• Problem details:
Across the listing below, count every line where the string "unknown" appears, then give only the count.

• Records:
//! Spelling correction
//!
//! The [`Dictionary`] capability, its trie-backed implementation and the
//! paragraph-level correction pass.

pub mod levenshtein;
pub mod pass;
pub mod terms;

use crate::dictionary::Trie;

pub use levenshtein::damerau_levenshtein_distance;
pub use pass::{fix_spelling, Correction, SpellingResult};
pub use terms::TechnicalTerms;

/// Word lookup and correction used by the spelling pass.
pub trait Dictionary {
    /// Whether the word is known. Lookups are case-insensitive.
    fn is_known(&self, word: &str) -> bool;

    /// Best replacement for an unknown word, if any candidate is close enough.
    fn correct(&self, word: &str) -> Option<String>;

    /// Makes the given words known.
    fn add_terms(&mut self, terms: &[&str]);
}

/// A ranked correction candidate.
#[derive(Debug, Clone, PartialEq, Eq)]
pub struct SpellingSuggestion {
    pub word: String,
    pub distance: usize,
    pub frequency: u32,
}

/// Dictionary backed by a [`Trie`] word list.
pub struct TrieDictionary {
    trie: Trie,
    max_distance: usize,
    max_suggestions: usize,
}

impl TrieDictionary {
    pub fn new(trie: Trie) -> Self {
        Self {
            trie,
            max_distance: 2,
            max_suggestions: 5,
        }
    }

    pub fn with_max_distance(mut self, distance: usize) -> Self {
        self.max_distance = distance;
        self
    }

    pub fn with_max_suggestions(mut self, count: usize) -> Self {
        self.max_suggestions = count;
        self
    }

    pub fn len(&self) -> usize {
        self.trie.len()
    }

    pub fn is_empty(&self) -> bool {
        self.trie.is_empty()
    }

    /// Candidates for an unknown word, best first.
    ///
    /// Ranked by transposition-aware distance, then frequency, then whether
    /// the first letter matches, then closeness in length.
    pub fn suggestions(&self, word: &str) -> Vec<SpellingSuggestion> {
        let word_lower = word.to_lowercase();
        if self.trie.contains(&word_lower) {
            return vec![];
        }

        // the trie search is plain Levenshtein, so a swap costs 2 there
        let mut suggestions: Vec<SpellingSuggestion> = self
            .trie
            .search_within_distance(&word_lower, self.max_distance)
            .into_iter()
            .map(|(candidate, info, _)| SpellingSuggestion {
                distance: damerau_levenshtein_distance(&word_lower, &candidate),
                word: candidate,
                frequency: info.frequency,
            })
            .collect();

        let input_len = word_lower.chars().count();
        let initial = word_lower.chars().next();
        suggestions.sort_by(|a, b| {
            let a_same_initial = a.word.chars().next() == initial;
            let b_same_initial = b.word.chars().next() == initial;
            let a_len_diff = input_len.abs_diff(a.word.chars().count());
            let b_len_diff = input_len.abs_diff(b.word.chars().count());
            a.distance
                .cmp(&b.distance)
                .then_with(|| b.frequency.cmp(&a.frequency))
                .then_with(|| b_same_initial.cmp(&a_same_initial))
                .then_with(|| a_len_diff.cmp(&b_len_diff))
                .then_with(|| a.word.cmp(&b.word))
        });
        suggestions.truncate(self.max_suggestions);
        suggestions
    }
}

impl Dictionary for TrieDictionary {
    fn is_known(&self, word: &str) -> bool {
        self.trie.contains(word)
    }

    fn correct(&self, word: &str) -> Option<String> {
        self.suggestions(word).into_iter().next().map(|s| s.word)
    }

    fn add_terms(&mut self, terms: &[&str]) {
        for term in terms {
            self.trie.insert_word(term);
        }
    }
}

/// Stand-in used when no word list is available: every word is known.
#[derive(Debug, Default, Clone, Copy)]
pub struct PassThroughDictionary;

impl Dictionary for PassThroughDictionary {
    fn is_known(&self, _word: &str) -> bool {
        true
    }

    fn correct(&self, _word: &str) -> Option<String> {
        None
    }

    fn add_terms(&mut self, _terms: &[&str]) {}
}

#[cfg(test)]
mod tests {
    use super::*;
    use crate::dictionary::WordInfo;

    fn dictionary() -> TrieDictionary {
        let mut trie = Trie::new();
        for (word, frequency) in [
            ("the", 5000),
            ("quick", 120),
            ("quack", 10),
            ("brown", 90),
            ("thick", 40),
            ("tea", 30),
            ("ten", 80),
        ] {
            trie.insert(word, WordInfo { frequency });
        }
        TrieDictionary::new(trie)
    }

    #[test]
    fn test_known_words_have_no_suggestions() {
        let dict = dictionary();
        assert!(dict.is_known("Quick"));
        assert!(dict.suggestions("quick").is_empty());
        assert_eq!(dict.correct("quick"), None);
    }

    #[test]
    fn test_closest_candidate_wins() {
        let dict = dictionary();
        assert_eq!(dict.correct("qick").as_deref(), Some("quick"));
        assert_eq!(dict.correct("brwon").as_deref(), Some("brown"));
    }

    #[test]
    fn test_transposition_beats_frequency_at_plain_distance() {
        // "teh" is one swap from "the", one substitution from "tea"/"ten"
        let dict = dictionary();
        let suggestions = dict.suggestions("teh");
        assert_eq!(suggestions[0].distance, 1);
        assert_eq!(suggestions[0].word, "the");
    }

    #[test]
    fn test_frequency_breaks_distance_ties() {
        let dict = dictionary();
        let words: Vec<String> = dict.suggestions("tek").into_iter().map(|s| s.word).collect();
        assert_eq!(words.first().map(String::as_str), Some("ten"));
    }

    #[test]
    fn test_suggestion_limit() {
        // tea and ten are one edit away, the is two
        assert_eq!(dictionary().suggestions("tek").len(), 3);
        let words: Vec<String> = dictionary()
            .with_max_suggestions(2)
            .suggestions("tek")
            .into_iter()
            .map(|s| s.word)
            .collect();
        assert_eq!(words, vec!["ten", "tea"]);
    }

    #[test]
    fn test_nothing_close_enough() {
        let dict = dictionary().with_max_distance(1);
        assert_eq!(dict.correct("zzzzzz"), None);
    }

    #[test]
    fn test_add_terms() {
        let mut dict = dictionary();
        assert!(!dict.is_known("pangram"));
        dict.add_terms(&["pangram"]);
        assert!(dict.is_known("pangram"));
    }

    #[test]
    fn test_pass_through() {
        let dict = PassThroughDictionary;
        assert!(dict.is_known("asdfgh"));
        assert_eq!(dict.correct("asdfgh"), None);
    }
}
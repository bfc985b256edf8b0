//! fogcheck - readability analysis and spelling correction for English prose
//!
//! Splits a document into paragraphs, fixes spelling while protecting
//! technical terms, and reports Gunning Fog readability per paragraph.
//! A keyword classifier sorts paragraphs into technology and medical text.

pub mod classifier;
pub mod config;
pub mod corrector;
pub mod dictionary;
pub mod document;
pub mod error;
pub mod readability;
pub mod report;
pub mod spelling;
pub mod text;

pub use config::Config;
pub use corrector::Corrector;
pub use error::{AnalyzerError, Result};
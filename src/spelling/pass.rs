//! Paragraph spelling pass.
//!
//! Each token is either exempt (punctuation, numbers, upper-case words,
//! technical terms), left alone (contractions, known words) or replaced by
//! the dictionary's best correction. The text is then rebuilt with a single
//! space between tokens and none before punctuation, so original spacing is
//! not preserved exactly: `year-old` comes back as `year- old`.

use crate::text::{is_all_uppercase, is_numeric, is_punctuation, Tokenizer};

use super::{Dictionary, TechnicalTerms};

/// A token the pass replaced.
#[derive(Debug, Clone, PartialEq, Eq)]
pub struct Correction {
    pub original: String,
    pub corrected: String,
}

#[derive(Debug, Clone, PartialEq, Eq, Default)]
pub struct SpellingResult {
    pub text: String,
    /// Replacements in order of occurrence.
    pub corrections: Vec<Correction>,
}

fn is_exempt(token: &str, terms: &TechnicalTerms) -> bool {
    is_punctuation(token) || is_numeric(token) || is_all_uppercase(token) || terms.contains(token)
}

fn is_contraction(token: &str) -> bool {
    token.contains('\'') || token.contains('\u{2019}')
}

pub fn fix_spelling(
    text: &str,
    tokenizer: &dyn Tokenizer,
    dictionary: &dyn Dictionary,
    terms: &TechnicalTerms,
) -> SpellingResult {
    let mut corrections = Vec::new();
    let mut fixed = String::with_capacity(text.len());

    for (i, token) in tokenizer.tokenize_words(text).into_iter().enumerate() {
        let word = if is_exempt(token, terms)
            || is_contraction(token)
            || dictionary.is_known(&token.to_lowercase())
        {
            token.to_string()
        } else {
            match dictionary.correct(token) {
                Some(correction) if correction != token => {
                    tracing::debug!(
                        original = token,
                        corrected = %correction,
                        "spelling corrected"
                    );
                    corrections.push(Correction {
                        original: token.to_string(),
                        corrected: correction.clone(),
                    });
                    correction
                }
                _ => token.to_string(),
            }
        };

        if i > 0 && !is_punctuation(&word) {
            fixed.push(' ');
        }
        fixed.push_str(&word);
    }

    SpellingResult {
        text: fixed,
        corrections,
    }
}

• Written solution:
2